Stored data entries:
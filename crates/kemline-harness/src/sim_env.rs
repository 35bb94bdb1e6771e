//! Turmoil-based Environment implementation for deterministic testing.

use std::{
    sync::{Arc, Mutex},
    time::Duration,
};

use kemline_core::env::Environment;
use rand::{RngCore, SeedableRng};
use rand_chacha::ChaCha20Rng;

/// Simulation environment using Turmoil's virtual time and a seeded RNG.
///
/// This implementation provides:
///
/// - **Virtual Time**: `sleep()` advances Turmoil's simulated clock
///   instantly, with no wall-clock delay.
///
/// - **Seeded RNG**: `random_bytes()` uses ChaCha20Rng seeded with a fixed
///   value, so every keypair and encapsulation in a test run is
///   reproducible.
///
/// # Determinism
///
/// The RNG is seeded with 0 by default. For testing different random
/// scenarios while keeping reproducibility, construct with
/// `SimEnv::with_seed(n)`.
///
/// # Usage
///
/// `SimEnv` must be used inside a Turmoil simulation context (created by
/// `turmoil::Builder`); `sleep()` panics outside one.
#[derive(Clone)]
pub struct SimEnv {
    /// Seeded RNG for deterministic random bytes.
    ///
    /// Wrapped in `Arc<Mutex<_>>` so clones share one RNG sequence.
    /// Turmoil is single-threaded, so this mutex never blocks.
    rng: Arc<Mutex<ChaCha20Rng>>,
}

impl SimEnv {
    /// Creates a `SimEnv` with the default seed (0).
    pub fn new() -> Self {
        Self::with_seed(0)
    }

    /// Creates a `SimEnv` with a specific seed.
    pub fn with_seed(seed: u64) -> Self {
        Self { rng: Arc::new(Mutex::new(ChaCha20Rng::seed_from_u64(seed))) }
    }
}

impl Default for SimEnv {
    fn default() -> Self {
        Self::new()
    }
}

impl Environment for SimEnv {
    async fn sleep(&self, duration: Duration) {
        tokio::time::sleep(duration).await;
    }

    fn random_bytes(&self, buffer: &mut [u8]) {
        self.rng
            .lock()
            .unwrap_or_else(|e| {
                // Turmoil is single threaded; the mutex can only be
                // poisoned if another thread panics while holding it
                unreachable!("RNG mutex poisoned in single-threaded context: {}", e)
            })
            .fill_bytes(buffer);
    }
}
//! # Kemline Protocol: Wire Format
//!
//! This crate implements the text wire format for the kemline KEM handshake
//! protocol.
//!
//! ## Protocol Design
//!
//! The protocol is a two-line exchange over a reliable byte stream:
//!
//! ```text
//! Server -> Client:  PK:<hex of public key>\n
//! Client -> Server:  CT:<hex of ciphertext>\n
//! ```
//!
//! Lines are newline-terminated; a carriage return before the terminator is
//! tolerated and stripped by the reader. All binary values travel as
//! lowercase hexadecimal.
//!
//! ## Implementation Notes
//!
//! - **Explicit Validation**: All parsing functions validate invariants and
//!   return `Result` types with structured errors. There are no "unchecked"
//!   fast paths and no panics on network input.
//!
//! - **Size Limits**: Expected lengths are fixed by the KEM parameter set, so
//!   every decode states the exact byte count it will accept. Anything else
//!   is a [`ProtocolError::LengthMismatch`], rejected before allocation of
//!   the full output.
//!
//! - **Case Handling**: Decoding accepts upper- and lowercase hex digits;
//!   encoding always produces lowercase.
#![forbid(unsafe_code)]
#![warn(missing_docs)]

pub mod errors;
pub mod hex;
pub mod line;

pub use errors::{ProtocolError, Result};
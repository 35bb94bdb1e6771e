//! Turmoil-based Transport implementation using simulated TCP streams.

use std::{io, net::SocketAddr};

use async_trait::async_trait;
use kemline_core::transport::Transport;
use tokio::io::{ReadHalf, WriteHalf};
use turmoil::net::{TcpListener, TcpStream};

/// Simulation transport using Turmoil's deterministic TCP streams.
///
/// This transport provides:
///
/// - **Deterministic delivery**: Turmoil controls packet ordering and
///   timing
/// - **Fault injection**: can simulate packet loss, delays, and partitions
/// - **Stream semantics**: reliable, ordered byte delivery, which is all
///   the line protocol requires
///
/// The production counterpart is `kemline-server`'s Tokio TCP transport;
/// both split one bidirectional stream into send/receive halves.
pub struct SimTransport {
    listener: TcpListener,
}

impl SimTransport {
    /// Binds to the specified address for accepting connections.
    ///
    /// # Errors
    ///
    /// Returns an error if the address is already in use or invalid.
    pub async fn bind(address: &str) -> io::Result<Self> {
        let listener = TcpListener::bind(address).await?;
        Ok(Self { listener })
    }

    /// Connects to a remote address by name, for client-side test code.
    ///
    /// The caller should use `tokio::io::split()` to separate the stream
    /// into read and write halves.
    ///
    /// # Errors
    ///
    /// Returns an error if the remote host is unreachable or refuses the
    /// connection.
    pub async fn connect_to(address: &str) -> io::Result<TcpStream> {
        TcpStream::connect(address).await
    }
}

#[async_trait]
impl Transport for SimTransport {
    type SendStream = WriteHalf<TcpStream>;
    type RecvStream = ReadHalf<TcpStream>;

    async fn accept(&self) -> io::Result<(Self::SendStream, Self::RecvStream)> {
        let (stream, _addr) = self.listener.accept().await?;

        let (recv, send) = tokio::io::split(stream);

        Ok((send, recv))
    }

    async fn connect(&self, addr: SocketAddr) -> io::Result<(Self::SendStream, Self::RecvStream)> {
        let stream = TcpStream::connect(addr).await?;

        let (recv, send) = tokio::io::split(stream);

        Ok((send, recv))
    }
}

#[cfg(test)]
mod tests {
    use tokio::io::{AsyncReadExt, AsyncWriteExt};

    use super::*;

    #[test]
    fn sim_transport_echo() {
        let mut sim = turmoil::Builder::new().build();

        // Server: echo back whatever is received
        sim.host("server", || async {
            let transport = SimTransport::bind("0.0.0.0:5000").await?;
            let (mut send, mut recv) = transport.accept().await?;

            let mut buf = [0u8; 128];
            let n = recv.read(&mut buf).await?;

            send.write_all(&buf[..n]).await?;

            Ok(())
        });

        // Client: send message, verify echo
        sim.client("client", async {
            let stream = SimTransport::connect_to("server:5000").await?;
            let (mut recv, mut send) = tokio::io::split(stream);

            let message = b"PK:00\n";
            send.write_all(message).await?;

            let mut buf = vec![0u8; message.len()];
            recv.read_exact(&mut buf).await?;

            assert_eq!(&buf, message);

            Ok(())
        });

        sim.run().expect("simulation failed");
    }

    #[test]
    fn sim_transport_line_exchange() {
        let mut sim = turmoil::Builder::new().build();

        // Server: send a line, expect a line back
        sim.host("server", || async {
            let transport = SimTransport::bind("0.0.0.0:5000").await?;
            let (mut send, mut recv) = transport.accept().await?;

            send.write_all(b"PK:ab\n").await?;

            let mut buf = [0u8; 6];
            recv.read_exact(&mut buf).await?;
            assert_eq!(&buf, b"CT:cd\n");

            Ok(())
        });

        sim.client("client", async {
            let stream = SimTransport::connect_to("server:5000").await?;
            let (mut recv, mut send) = tokio::io::split(stream);

            let mut buf = [0u8; 6];
            recv.read_exact(&mut buf).await?;
            assert_eq!(&buf, b"PK:ab\n");

            send.write_all(b"CT:cd\n").await?;

            Ok(())
        });

        sim.run().expect("simulation failed");
    }
}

WHAT TO DO
Return every line above exactly as it stands.

EXPECTED ANSWER
filename crates/kemline-harness/src/sim_env.rs
repository 35bb94bdb1e6771e
//! Turmoil-based Environment implementation for deterministic testing.

use std::{
    sync::{Arc, Mutex},
    time::Duration,
};

use kemline_core::env::Environment;
use rand::{RngCore, SeedableRng};
use rand_chacha::ChaCha20Rng;

/// Simulation environment using Turmoil's virtual time and a seeded RNG.
///
/// This implementation provides:
///
/// - **Virtual Time**: `sleep()` advances Turmoil's simulated clock
///   instantly, with no wall-clock delay.
///
/// - **Seeded RNG**: `random_bytes()` uses ChaCha20Rng seeded with a fixed
///   value, so every keypair and encapsulation in a test run is
///   reproducible.
///
/// # Determinism
///
/// The RNG is seeded with 0 by default. For testing different random
/// scenarios while keeping reproducibility, construct with
/// `SimEnv::with_seed(n)`.
///
/// # Usage
///
/// `SimEnv` must be used inside a Turmoil simulation context (created by
/// `turmoil::Builder`); `sleep()` panics outside one.
#[derive(Clone)]
pub struct SimEnv {
    /// Seeded RNG for deterministic random bytes.
    ///
    /// Wrapped in `Arc<Mutex<_>>` so clones share one RNG sequence.
    /// Turmoil is single-threaded, so this mutex never blocks.
    rng: Arc<Mutex<ChaCha20Rng>>,
}

impl SimEnv {
    /// Creates a `SimEnv` with the default seed (0).
    pub fn new() -> Self {
        Self::with_seed(0)
    }

    /// Creates a `SimEnv` with a specific seed.
    pub fn with_seed(seed: u64) -> Self {
        Self { rng: Arc::new(Mutex::new(ChaCha20Rng::seed_from_u64(seed))) }
    }
}

impl Default for SimEnv {
    fn default() -> Self {
        Self::new()
    }
}

impl Environment for SimEnv {
    async fn sleep(&self, duration: Duration) {
        tokio::time::sleep(duration).await;
    }

    fn random_bytes(&self, buffer: &mut [u8]) {
        self.rng
            .lock()
            .unwrap_or_else(|e| {
                // Turmoil is single threaded; the mutex can only be
                // poisoned if another thread panics while holding it
                unreachable!("RNG mutex poisoned in single-threaded context: {}", e)
            })
            .fill_bytes(buffer);
    }
}
//! # Kemline Protocol: Wire Format
//!
//! This crate implements the text wire format for the kemline KEM handshake
//! protocol.
//!
//! ## Protocol Design
//!
//! The protocol is a two-line exchange over a reliable byte stream:
//!
//! ```text
//! Server -> Client:  PK:<hex of public key>\n
//! Client -> Server:  CT:<hex of ciphertext>\n
//! ```
//!
//! Lines are newline-terminated; a carriage return before the terminator is
//! tolerated and stripped by the reader. All binary values travel as
//! lowercase hexadecimal.
//!
//! ## Implementation Notes
//!
//! - **Explicit Validation**: All parsing functions validate invariants and
//!   return `Result` types with structured errors. There are no "unchecked"
//!   fast paths and no panics on network input.
//!
//! - **Size Limits**: Expected lengths are fixed by the KEM parameter set, so
//!   every decode states the exact byte count it will accept. Anything else
//!   is a [`ProtocolError::LengthMismatch`], rejected before allocation of
//!   the full output.
//!
//! - **Case Handling**: Decoding accepts upper- and lowercase hex digits;
//!   encoding always produces lowercase.
#![forbid(unsafe_code)]
#![warn(missing_docs)]

pub mod errors;
pub mod hex;
pub mod line;

pub use errors::{ProtocolError, Result};
repository 35bb94bdb1e6771e
//! Turmoil-based Transport implementation using simulated TCP streams.

use std::{io, net::SocketAddr};

use async_trait::async_trait;
use kemline_core::transport::Transport;
use tokio::io::{ReadHalf, WriteHalf};
use turmoil::net::{TcpListener, TcpStream};

/// Simulation transport using Turmoil's deterministic TCP streams.
///
/// This transport provides:
///
/// - **Deterministic delivery**: Turmoil controls packet ordering and
///   timing
/// - **Fault injection**: can simulate packet loss, delays, and partitions
/// - **Stream semantics**: reliable, ordered byte delivery, which is all
///   the line protocol requires
///
/// The production counterpart is `kemline-server`'s Tokio TCP transport;
/// both split one bidirectional stream into send/receive halves.
pub struct SimTransport {
    listener: TcpListener,
}

impl SimTransport {
    /// Binds to the specified address for accepting connections.
    ///
    /// # Errors
    ///
    /// Returns an error if the address is already in use or invalid.
    pub async fn bind(address: &str) -> io::Result<Self> {
        let listener = TcpListener::bind(address).await?;
        Ok(Self { listener })
    }

    /// Connects to a remote address by name, for client-side test code.
    ///
    /// The caller should use `tokio::io::split()` to separate the stream
    /// into read and write halves.
    ///
    /// # Errors
    ///
    /// Returns an error if the remote host is unreachable or refuses the
    /// connection.
    pub async fn connect_to(address: &str) -> io::Result<TcpStream> {
        TcpStream::connect(address).await
    }
}

#[async_trait]
impl Transport for SimTransport {
    type SendStream = WriteHalf<TcpStream>;
    type RecvStream = ReadHalf<TcpStream>;

    async fn accept(&self) -> io::Result<(Self::SendStream, Self::RecvStream)> {
        let (stream, _addr) = self.listener.accept().await?;

        let (recv, send) = tokio::io::split(stream);

        Ok((send, recv))
    }

    async fn connect(&self, addr: SocketAddr) -> io::Result<(Self::SendStream, Self::RecvStream)> {
        let stream = TcpStream::connect(addr).await?;

        let (recv, send) = tokio::io::split(stream);

        Ok((send, recv))
    }
}

#[cfg(test)]
mod tests {
    use tokio::io::{AsyncReadExt, AsyncWriteExt};

    use super::*;

    #[test]
    fn sim_transport_echo() {
        let mut sim = turmoil::Builder::new().build();

        // Server: echo back whatever is received
        sim.host("server", || async {
            let transport = SimTransport::bind("0.0.0.0:5000").await?;
            let (mut send, mut recv) = transport.accept().await?;

            let mut buf = [0u8; 128];
            let n = recv.read(&mut buf).await?;

            send.write_all(&buf[..n]).await?;

            Ok(())
        });

        // Client: send message, verify echo
        sim.client("client", async {
            let stream = SimTransport::connect_to("server:5000").await?;
            let (mut recv, mut send) = tokio::io::split(stream);

            let message = b"PK:00\n";
            send.write_all(message).await?;

            let mut buf = vec![0u8; message.len()];
            recv.read_exact(&mut buf).await?;

            assert_eq!(&buf, message);

            Ok(())
        });

        sim.run().expect("simulation failed");
    }

    #[test]
    fn sim_transport_line_exchange() {
        let mut sim = turmoil::Builder::new().build();

        // Server: send a line, expect a line back
        sim.host("server", || async {
            let transport = SimTransport::bind("0.0.0.0:5000").await?;
            let (mut send, mut recv) = transport.accept().await?;

            send.write_all(b"PK:ab\n").await?;

            let mut buf = [0u8; 6];
            recv.read_exact(&mut buf).await?;
            assert_eq!(&buf, b"CT:cd\n");

            Ok(())
        });

        sim.client("client", async {
            let stream = SimTransport::connect_to("server:5000").await?;
            let (mut recv, mut send) = tokio::io::split(stream);

            let mut buf = [0u8; 6];
            recv.read_exact(&mut buf).await?;
            assert_eq!(&buf, b"PK:ab\n");

            send.write_all(b"CT:cd\n").await?;

            Ok(())
        });

        sim.run().expect("simulation failed");
    }
}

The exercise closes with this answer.